- [WORK ORDER] Repeat verbatim, and only, the lines of the data below, beginning at the line that contains "let (tx, mut" and stopping after the line that contains "let _permit = match".

- [RECORDS TO PROCESS]
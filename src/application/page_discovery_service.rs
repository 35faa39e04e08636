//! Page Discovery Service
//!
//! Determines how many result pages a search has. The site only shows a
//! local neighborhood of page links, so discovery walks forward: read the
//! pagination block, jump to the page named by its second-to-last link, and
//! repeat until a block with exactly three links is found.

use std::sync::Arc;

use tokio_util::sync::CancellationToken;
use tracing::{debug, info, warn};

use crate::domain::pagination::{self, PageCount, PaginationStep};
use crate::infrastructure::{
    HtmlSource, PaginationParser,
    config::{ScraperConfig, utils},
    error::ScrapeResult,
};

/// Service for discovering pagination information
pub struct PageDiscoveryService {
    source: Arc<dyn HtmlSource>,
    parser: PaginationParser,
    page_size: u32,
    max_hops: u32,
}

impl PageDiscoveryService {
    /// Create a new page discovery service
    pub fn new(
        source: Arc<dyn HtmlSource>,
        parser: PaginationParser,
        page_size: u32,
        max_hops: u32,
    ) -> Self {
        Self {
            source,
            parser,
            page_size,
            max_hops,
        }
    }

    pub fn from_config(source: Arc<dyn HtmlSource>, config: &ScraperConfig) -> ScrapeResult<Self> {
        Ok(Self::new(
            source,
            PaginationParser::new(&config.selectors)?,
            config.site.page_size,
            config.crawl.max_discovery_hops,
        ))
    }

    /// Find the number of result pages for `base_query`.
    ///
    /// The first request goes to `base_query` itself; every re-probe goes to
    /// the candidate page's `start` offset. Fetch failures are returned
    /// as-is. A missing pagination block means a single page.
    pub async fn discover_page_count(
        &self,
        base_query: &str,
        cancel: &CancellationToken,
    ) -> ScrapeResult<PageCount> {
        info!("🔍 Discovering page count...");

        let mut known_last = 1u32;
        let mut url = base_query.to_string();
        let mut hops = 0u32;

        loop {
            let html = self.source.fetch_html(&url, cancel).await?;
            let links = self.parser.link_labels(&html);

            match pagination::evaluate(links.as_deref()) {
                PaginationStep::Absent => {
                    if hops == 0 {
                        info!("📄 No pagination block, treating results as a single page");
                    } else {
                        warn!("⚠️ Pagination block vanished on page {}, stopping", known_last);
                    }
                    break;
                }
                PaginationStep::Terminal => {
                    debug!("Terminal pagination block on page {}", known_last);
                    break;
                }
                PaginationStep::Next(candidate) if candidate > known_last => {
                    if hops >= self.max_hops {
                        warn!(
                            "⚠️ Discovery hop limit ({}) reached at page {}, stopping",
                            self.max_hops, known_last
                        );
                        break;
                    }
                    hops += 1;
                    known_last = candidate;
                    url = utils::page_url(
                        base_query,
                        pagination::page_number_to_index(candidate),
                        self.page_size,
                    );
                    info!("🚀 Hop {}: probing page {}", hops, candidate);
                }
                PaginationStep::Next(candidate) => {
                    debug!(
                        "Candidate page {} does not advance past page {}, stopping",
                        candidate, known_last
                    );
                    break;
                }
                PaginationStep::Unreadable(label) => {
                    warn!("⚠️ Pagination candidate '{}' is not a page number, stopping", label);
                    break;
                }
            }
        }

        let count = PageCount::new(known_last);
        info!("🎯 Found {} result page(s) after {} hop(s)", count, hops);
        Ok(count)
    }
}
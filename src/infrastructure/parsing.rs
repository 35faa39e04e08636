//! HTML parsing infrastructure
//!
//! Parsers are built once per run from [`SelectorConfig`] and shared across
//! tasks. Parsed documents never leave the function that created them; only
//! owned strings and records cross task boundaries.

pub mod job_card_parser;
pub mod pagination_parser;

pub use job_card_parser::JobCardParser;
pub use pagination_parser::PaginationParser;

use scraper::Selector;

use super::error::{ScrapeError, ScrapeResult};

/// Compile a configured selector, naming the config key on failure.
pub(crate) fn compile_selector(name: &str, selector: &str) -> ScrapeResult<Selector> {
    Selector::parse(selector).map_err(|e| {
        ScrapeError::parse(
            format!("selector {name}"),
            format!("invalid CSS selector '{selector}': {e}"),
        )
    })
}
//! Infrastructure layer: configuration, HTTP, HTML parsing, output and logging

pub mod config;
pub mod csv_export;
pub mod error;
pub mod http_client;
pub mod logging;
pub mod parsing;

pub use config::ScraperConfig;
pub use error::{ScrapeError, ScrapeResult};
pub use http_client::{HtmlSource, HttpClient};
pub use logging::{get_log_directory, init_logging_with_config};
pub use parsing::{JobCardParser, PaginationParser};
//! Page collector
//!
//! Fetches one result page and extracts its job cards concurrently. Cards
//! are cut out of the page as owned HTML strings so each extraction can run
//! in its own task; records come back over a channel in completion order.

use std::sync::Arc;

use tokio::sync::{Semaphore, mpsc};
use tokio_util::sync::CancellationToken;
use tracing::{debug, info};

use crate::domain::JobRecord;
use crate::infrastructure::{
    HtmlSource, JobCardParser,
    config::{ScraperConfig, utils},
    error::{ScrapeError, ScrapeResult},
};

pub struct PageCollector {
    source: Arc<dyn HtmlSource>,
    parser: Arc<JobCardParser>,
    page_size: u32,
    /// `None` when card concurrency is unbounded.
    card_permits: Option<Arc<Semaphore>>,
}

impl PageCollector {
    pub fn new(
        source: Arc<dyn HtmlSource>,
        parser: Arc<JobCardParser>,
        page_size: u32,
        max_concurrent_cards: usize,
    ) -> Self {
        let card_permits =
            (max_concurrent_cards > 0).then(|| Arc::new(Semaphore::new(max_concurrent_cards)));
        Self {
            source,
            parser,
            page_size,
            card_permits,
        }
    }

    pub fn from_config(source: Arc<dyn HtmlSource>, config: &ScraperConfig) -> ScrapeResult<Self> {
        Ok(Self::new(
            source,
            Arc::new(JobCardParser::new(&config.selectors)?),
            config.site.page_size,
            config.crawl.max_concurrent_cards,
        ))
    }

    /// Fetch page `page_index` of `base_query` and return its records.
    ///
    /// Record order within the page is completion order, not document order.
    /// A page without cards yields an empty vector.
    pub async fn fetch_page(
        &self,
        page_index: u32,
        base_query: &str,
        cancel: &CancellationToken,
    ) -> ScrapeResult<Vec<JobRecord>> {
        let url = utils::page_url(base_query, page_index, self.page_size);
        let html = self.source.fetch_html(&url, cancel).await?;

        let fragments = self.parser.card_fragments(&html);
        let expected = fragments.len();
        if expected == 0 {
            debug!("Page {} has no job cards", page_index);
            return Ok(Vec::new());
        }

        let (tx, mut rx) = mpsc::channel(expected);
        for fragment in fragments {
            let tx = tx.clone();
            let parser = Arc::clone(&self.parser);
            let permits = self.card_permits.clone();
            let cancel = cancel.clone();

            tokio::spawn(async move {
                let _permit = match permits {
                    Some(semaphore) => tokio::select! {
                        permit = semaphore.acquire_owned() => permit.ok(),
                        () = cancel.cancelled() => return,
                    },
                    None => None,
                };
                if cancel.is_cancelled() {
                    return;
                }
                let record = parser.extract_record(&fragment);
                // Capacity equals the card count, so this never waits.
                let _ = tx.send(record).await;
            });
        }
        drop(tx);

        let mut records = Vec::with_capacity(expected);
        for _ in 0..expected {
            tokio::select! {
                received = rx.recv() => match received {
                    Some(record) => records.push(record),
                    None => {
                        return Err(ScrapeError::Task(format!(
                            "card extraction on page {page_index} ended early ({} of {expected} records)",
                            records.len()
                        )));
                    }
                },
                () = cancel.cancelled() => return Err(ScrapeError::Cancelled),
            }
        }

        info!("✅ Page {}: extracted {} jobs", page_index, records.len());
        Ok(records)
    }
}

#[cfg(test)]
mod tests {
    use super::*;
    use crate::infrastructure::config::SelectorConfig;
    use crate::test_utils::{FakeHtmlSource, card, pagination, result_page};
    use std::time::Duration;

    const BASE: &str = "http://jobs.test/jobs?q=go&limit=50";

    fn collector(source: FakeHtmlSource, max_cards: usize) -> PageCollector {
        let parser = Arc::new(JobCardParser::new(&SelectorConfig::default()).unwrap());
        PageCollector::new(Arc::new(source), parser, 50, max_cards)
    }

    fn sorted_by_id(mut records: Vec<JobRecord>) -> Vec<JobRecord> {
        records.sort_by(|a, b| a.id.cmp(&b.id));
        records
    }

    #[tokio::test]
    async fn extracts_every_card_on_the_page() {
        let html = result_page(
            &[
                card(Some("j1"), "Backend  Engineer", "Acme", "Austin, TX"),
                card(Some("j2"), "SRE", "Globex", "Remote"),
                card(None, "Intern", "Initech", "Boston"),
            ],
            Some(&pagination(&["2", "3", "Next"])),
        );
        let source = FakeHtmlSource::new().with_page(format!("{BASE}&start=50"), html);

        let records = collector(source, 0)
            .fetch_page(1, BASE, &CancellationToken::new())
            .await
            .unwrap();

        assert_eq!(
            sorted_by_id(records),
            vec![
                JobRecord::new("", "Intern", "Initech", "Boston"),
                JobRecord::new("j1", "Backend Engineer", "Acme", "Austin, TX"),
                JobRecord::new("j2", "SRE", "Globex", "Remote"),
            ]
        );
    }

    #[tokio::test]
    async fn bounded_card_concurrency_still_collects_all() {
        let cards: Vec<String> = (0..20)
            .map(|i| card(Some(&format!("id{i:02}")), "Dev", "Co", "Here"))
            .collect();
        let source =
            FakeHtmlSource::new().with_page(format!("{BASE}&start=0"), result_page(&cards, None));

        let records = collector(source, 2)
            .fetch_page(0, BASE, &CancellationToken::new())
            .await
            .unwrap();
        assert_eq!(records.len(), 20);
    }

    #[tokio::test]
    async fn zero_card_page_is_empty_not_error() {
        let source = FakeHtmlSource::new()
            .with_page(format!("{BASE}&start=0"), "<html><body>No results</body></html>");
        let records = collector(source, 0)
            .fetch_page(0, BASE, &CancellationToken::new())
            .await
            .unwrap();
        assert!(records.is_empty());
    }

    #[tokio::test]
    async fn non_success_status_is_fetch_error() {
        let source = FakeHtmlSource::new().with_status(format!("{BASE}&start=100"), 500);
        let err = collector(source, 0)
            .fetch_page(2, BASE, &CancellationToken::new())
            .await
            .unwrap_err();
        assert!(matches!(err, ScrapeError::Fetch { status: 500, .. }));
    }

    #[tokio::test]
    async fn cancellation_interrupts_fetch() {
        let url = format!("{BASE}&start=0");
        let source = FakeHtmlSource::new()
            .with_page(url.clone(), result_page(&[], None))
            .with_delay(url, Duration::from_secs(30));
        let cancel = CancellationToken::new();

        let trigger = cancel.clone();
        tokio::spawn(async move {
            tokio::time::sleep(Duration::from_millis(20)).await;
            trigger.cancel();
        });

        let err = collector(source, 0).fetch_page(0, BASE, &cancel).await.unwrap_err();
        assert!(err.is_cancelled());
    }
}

- [ANSWER AREA]
        let (tx, mut rx) = mpsc::channel(expected);
        for fragment in fragments {
            let tx = tx.clone();
            let parser = Arc::clone(&self.parser);
            let permits = self.card_permits.clone();
            let cancel = cancel.clone();

            tokio::spawn(async move {
                let _permit = match permits {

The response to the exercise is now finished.